Karim Fachtali

Personal information
- Full name: Abdelkarim Fachtali
- Date of birth: 30 March 1988 (age 37)
- Place of birth: Beni Saïd, Morocco
- Height: 1.78 m (5 ft 10 in)
- Position(s): Striker

Youth career
- Quick 1890
- Spakenburg
- ?–2002: IJsselmeervogels
- 2002–2004: ADO Den Haag
- 2004–2006: NEC

Senior career*
- Years: Team / Apps / (Gls)
- 2007–2009: NEC / 5 / (0)
- 2008–2009: → TOP Oss (loan) / 33 / (12)
- 2009–2010: FC Oss / 17 / (8)
- 2010: → FC Omniworld (loan) / 12 / (3)
- 2010–2011: Almere City / 32 / (11)
- 2011–2012: RKC Waalwijk / 5 / (0)
- 2012: → Go Ahead Eagles (loan) / 15 / (2)
- 2012: Kaisar / 9 / (1)

= Karim Fachtali =

Moroccan footballer

Abdelkarim Fachtali (born 30 March 1988) is a Moroccan football striker whose last known club was KaisarHe also holds Dutch citizenship.

==Career==
Fachtali is a striker who made his debut in professional football, being part of the NEC Nijmegen squad in the 2006–07 season.

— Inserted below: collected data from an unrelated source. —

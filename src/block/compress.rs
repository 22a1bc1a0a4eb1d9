//! The fast compression algorithm (LZO1X-1, levels 0 and 1).
//!
//! One hash probe per position against a single-slot dictionary, with a
//! second related slot tried on a miss. A confirmed 3-byte match is
//! extended greedily: a short unrolled extension covers lengths up to 8,
//! and only matches that survive it pay for the byte-wise long extension.
//! On repeated misses the parser skips ahead faster
//! (`1 + (pos - literal_start) / 32`), which keeps incompressible input
//! close to memcpy speed.

use crate::block::encode::{encode_literal_run, encode_match};
use crate::block::hashtable::{self, FastDict};
use crate::block::{
    max_compressed_size, CompressError, MAX_LEN_M2, MAX_OFFSET_M2, MAX_OFFSET_M4,
    STREAM_TERMINATOR,
};
use alloc::vec::Vec;

/// Compress all bytes of `input` with the fast parser.
///
/// Levels 0 and 1 both land here; they are the same parser with the same
/// parameters, so their output is byte-identical.
pub(crate) fn compress_fast(input: &[u8]) -> Result<Vec<u8>, CompressError> {
    let mut out = Vec::with_capacity(max_compressed_size(input.len()));

    // Anything too short to hold a match plus the required tail is one
    // literal run.
    let literal_tail = if input.len() > MAX_LEN_M2 + 5 {
        compress_fast_core(input, &mut out)?
    } else {
        input.len()
    };

    if literal_tail > 0 {
        let start = input.len() - literal_tail;
        encode_literal_run(&mut out, input, start, literal_tail)?;
    }

    out.extend_from_slice(&STREAM_TERMINATOR);
    Ok(out)
}

/// Runs the parse over `input` and returns the length of the pending
/// literal tail the caller still has to flush.
fn compress_fast_core(input: &[u8], out: &mut Vec<u8>) -> Result<usize, CompressError> {
    let input_len = input.len();
    let input_limit = input_len - MAX_LEN_M2 - 5;
    let mut dict = FastDict::new();
    let mut literal_start = 0usize;
    let mut input_pos = 4usize;

    'parse: loop {
        let mut idx = hashtable::hash_at(input, input_pos);

        for attempt in 0..2 {
            if let Some((cand, off)) = find_candidate(&dict, input, input_pos, idx) {
                if input[cand] == input[input_pos]
                    && input[cand + 1] == input[input_pos + 1]
                    && input[cand + 2] == input[input_pos + 2]
                {
                    dict.put(idx, input_pos);

                    let run_len = input_pos - literal_start;
                    if run_len > 0 {
                        encode_literal_run(out, input, literal_start, run_len)?;
                    }

                    let match_start = input_pos;
                    input_pos += 3;

                    // Short extension first; most matches end inside it.
                    let mut i = 3;
                    while i < MAX_LEN_M2 + 1 {
                        input_pos += 1;
                        if input[cand + i] != input[input_pos - 1] {
                            break;
                        }
                        i += 1;
                    }

                    if i < MAX_LEN_M2 + 1 {
                        input_pos -= 1;
                    } else {
                        // Long match: keep extending byte by byte to the
                        // end of the input.
                        let mut m = cand + MAX_LEN_M2 + 1;
                        while input_pos < input_len && input[m] == input[input_pos] {
                            m += 1;
                            input_pos += 1;
                        }
                    }

                    encode_match(out, input_pos - match_start, off, run_len)?;

                    literal_start = input_pos;
                    if input_pos >= input_limit {
                        break 'parse;
                    }
                    continue 'parse;
                }
            }

            if attempt == 0 {
                idx = hashtable::second_probe(idx);
            }
        }

        // Miss on both probes: record the position and skip ahead, faster
        // the longer the current literal run already is.
        dict.put(idx, input_pos);
        input_pos += 1 + ((input_pos - literal_start) >> 5);
        if input_pos >= input_limit {
            break;
        }
    }

    Ok(input_len - literal_start)
}

/// Reads the dictionary slot and applies the distance filters: a candidate
/// is usable within the M2 window unconditionally, and beyond it only when
/// the 4th byte agrees (a cheap discriminator against hash collisions on
/// far matches).
#[inline]
fn find_candidate(
    dict: &FastDict,
    input: &[u8],
    input_pos: usize,
    idx: usize,
) -> Option<(usize, usize)> {
    let stored = dict.get(idx);
    if stored == 0 {
        return None;
    }
    let cand = stored as usize - 1;
    if cand >= input_pos {
        return None;
    }
    let off = input_pos - cand;
    if off > MAX_OFFSET_M4 {
        return None;
    }
    if off <= MAX_OFFSET_M2 || input[cand + 3] == input[input_pos + 3] {
        return Some((cand, off));
    }
    None
}

#[cfg(test)]
mod tests {
    use super::*;
    use crate::block::decompress::decompress;

    fn roundtrip(data: &[u8]) {
        let compressed = compress_fast(data).unwrap();
        let decompressed = decompress(&compressed, data.len()).unwrap();
        assert_eq!(decompressed, data);
    }

    #[test]
    fn tiny_inputs_become_literal_runs() {
        roundtrip(b"");
        roundtrip(b"x");
        roundtrip(b"ahhd");
        roundtrip(b"0123456789abc");
    }

    #[test]
    fn empty_input_is_just_the_terminator() {
        assert_eq!(compress_fast(b"").unwrap(), STREAM_TERMINATOR);
    }

    #[test]
    fn short_text_compresses_and_round_trips() {
        let data = b"hello world, lzo test";
        let compressed = compress_fast(data).unwrap();
        assert_lt!(compressed.len(), data.len() * 2);
        assert_eq!(decompress(&compressed, data.len()).unwrap(), data);
    }

    #[test]
    fn short_matches_use_the_two_byte_form() {
        // Period-4 repetition inside the M2 window: matches of length <= 8
        // should keep the stream tight.
        let data: Vec<u8> = b"abcd".repeat(16);
        let compressed = compress_fast(&data).unwrap();
        assert_lt!(compressed.len(), data.len() / 2);
        roundtrip(&data);
    }

    #[test]
    fn long_runs_take_the_long_extension_path() {
        let data = [0xFFu8; 12_000];
        let compressed = compress_fast(&data).unwrap();
        assert_lt!(compressed.len(), 128);
        roundtrip(&data);
    }

    #[test]
    fn far_matches_fall_into_m3_and_m4_classes() {
        // The same block repeated behind unique filler so that the second
        // and third copies sit beyond the M2 and M3 windows respectively.
        let block: Vec<u8> = (0u8..=255).collect();
        let mut data = Vec::new();
        data.extend_from_slice(&block);
        for i in 0..700u32 {
            data.extend_from_slice(&i.to_le_bytes());
            data.push(i as u8 ^ 0x5A);
        }
        data.extend_from_slice(&block); // ~3.7 KiB back: M3 territory
        for i in 0..3500u32 {
            data.extend_from_slice(&(i ^ 0xDEAD_BEEF).to_le_bytes());
            data.push(i as u8 ^ 0xA5);
        }
        data.extend_from_slice(&block); // ~17.8 KiB back: M4 territory
        roundtrip(&data);
    }

    #[test]
    fn long_leading_literal_run_takes_the_extended_header() {
        // More than 238 leading literals cannot use the compact first-token
        // header.
        let mut data: Vec<u8> = (0..300u32)
            .map(|n| (n as u8).wrapping_mul(89).wrapping_add(7))
            .collect();
        data.extend_from_slice(&b"repeatrepeatrepeat".repeat(8));
        roundtrip(&data);
    }

    #[test]
    fn incompressible_input_round_trips() {
        let data: Vec<u8> = (0..4096u32)
            .map(|n| (n as u8).wrapping_mul(167).wrapping_add(13) ^ (n >> 8) as u8)
            .collect();
        roundtrip(&data);
    }

    #[test]
    fn levels_with_window_sized_input() {
        // Cross the dictionary's position space well past 64 KiB.
        let mut data = Vec::with_capacity(200_000);
        while data.len() < 200_000 {
            let n = data.len() as u32;
            data.extend_from_slice(b"pattern-");
            data.extend_from_slice(&n.to_le_bytes());
        }
        roundtrip(&data);
    }
}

For the 2008–09 season, Fachtali played in a one-season loan deal for TOP Oss in the Jupiler League.
In July 2009 he left NEC on a free transfer and signed with FC Oss until 2010. However, in December 2009 he left FC Oss after a conflict about his mentality. In January 2010 he has trained a few weeks with FC Omniworld/Almere City FC, and signed a contract until the end of the season. In the summer of 2011 Fachtali was signed by RKC Waalwijk, where he played only 5 matches in the first half of the season. He was sent on loan to Go Ahead Eagles for the rest of the season. He was set free by RKC Waalwijk and signed with FC Kaisar Kyzylorda from Kazakhstan.